Participants were able to enter the event at four distance levels:15, 30, 50 and 100 miles. The ride is designed for pleasure and exercise; it is not a race.
"This is a great event," said cyclist Kyle Rippe, a Kennesaw native participating for a third year. "It seems to grow every year and it's all for a good cause."
With entry fees at $35 per person, the turnout will fund approximately 14 percent of the nonprofit's operating expenses for their $350,000 annual budget. That percentage amounts to roughly $50,000, making the Century the largest single fundraiser. Participation in events like these is critical for the organization's success.
Riders not only consist of local community members, but also of people like Rippe from surrounding counties. One couple from Cumming stated they heard about the event through word of mouth and were eager to join. Walt Sullins, chairman for the event, stated that this year has seen participants from Pennsylvania and Orlando.
"We've got a riding club [that's part] of NGCA [North Georgia Cyclist Association] out of Gainesville with 39 riders," Sullins said.
With 490 riders pre-registered -- an increase of about 30 percent from last year -- between 850 to 1,000 cyclist enthusiasts were expected to turn out for the ride. The swarm of smiling and energetic people at the registration tent showed potential for that high mark to be reached with ease.
"We're slammed here," said Gordon Gilley, chief professional officer for Boys & Girls Clubs of Bartow County Inc. "This has evolved into a real monster [of an event]."
Including support from local businesses and civic groups, up to 200 volunteers were scattered around the county at rest stops in Kingston, Adairsville, Pine Log, Cedar Creek Baptist, Barnsley Gardens, Oak Grove and Cassville Baptist.
A group of five Adairsville residents served as volunteers for the rest stop located at the United Community Bank. Martha Landen and her daughter Sarah have been volunteering for the event over the past eight years and are "just customers and residents who wanted to help."
Alongside the Landen's was former bank employee and citizen Derenda Flemons, who stated that they were expecting 500 cyclists to stop at their location for a rest. "We're the halfway point," she said, "so they don't look too exhausted when they get here.
"There's a big demand for Gatorade, last year it was water," Flemons stated, "We can't make it fast enough." Noting the healthy snacks and liquids offered to participants, fresh bananas, grapes and orange slices, and peanut butter and honey sandwiches accompanied granola bars and Little Debbie oatmeal pies.

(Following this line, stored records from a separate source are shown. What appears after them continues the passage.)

use thiserror::Error;

use sf_core::SfError;

#[derive(Debug, Error)]
pub enum VesselError {
    #[error("invalid vessel parameters: {0}")]
    InvalidParams(String),

    #[error(transparent)]
    Core(#[from] SfError),
}

pub type VesselResult<T> = Result<T, VesselError>;
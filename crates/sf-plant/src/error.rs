use thiserror::Error;

use sf_core::SfError;

#[derive(Debug, Error)]
pub enum PlantError {
    #[error("plant simulation needs at least one day")]
    EmptyCalendar,

    #[error("network has no plants")]
    NoPlants,

    #[error("invalid plant parameters: {0}")]
    InvalidParams(String),

    #[error(transparent)]
    Core(#[from] SfError),
}

pub type PlantResult<T> = Result<T, PlantError>;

"[The riders] asked for honey. It gives them energy and the peanut butter is a good protein source," Flemons said. Volunteers and bank employees provided all snacks offered to Century cyclists.
Although rest stops and water locations were placed along the route, support trucks continuously traveled the course, ready to provide assistance to stranded riders or anyone who, in Sullins's words, "ran out of gas."

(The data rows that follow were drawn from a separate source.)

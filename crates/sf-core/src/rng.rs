//! Deterministic, explicitly seeded RNG wrapper.
//!
//! # Determinism strategy
//!
//! Every simulator takes a `SimRng` (or a seed to build one) as a parameter;
//! nothing in the workspace reads a process-wide generator.  The pipeline
//! derives one child generator per stage from the master seed:
//!
//!   child_seed = parent.next_u64() XOR (stage_offset * MIXING_CONSTANT)
//!
//! The mixing constant is the 64-bit fractional part of the golden ratio,
//! which spreads consecutive offsets uniformly across the seed space.  Stage
//! seeds are drawn in a fixed order, so re-running one stage in isolation with
//! the same master seed reproduces the full-pipeline output for that stage.

use rand::distributions::WeightedIndex;
use rand::distributions::uniform::{SampleRange, SampleUniform};
use rand::distributions::Distribution;
use rand::rngs::SmallRng;
use rand::seq::SliceRandom;
use rand::{Rng, SeedableRng};

/// 64-bit fractional golden-ratio constant for seed mixing.
const MIXING_CONSTANT: u64 = 0x9e37_79b9_7f4a_7c15;

/// Simulation RNG.  One instance per stage run; never shared across threads.
pub struct SimRng(SmallRng);

impl SimRng {
    pub fn new(seed: u64) -> Self {
        SimRng(SmallRng::seed_from_u64(seed))
    }

    /// Derive a child `SimRng` with a different seed offset, used to seed
    /// per-stage generators deterministically from the root seed.
    pub fn child(&mut self, offset: u64) -> SimRng {
        let child_seed: u64 = self.0.r#gen::<u64>() ^ offset.wrapping_mul(MIXING_CONSTANT);
        SimRng(SmallRng::seed_from_u64(child_seed))
    }

    /// Expose the inner `SmallRng` for use with `rand` distribution types.
    #[inline]
    pub fn inner(&mut self) -> &mut SmallRng {
        &mut self.0
    }

    /// Generate a value uniformly in `range`.
    ///
    /// # Panics
    /// Panics if `range` is empty, as `rand` does.  Use [`uniform`][Self::uniform]
    /// for float ranges that may come from configuration.
    #[inline]
    pub fn gen_range<T, R>(&mut self, range: R) -> T
    where
        T: SampleUniform,
        R: SampleRange<T>,
    {
        self.0.gen_range(range)
    }

    /// Uniform `f64` in `[lo, hi)`.  Degenerate or inverted bounds return `lo`
    /// instead of panicking.
    #[inline]
    pub fn uniform(&mut self, lo: f64, hi: f64) -> f64 {
        if hi > lo { self.0.gen_range(lo..hi) } else { lo }
    }

    /// `true` with probability `p` (clamped to [0, 1]).
    #[inline]
    pub fn gen_bool(&mut self, p: f64) -> bool {
        self.0.gen_bool(p.clamp(0.0, 1.0))
    }

    /// Choose a random element from a slice.
    /// Returns `None` if the slice is empty.
    #[inline]
    pub fn choose<'a, T>(&mut self, slice: &'a [T]) -> Option<&'a T> {
        slice.choose(&mut self.0)
    }

    /// Choose an index with probability proportional to `weights[i]`.
    ///
    /// Returns `None` if `weights` is empty, contains a negative value, or
    /// sums to zero.
    pub fn choose_weighted_index(&mut self, weights: &[f64]) -> Option<usize> {
        let dist = WeightedIndex::new(weights).ok()?;
        Some(dist.sample(&mut self.0))
    }
}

"Primarily what happens is someone cramps up about the last 40 miles," Sullins said. "We've got trucks going back and forth so you won't get stranded out there."
Sullins and Gilley stated that two people have completed the 100 mile trek twice. One of those riders made his third Century ride for the same event. "One of my friends invited me here a few years ago," Marty Mercer said while tweeting his progress at the Adairsville rest stop. "It's a beautiful course, not too hilly, with good stops and friendly volunteers." Mercer, who resides in Atlanta, advises all riders to stay hydrated and pace themselves.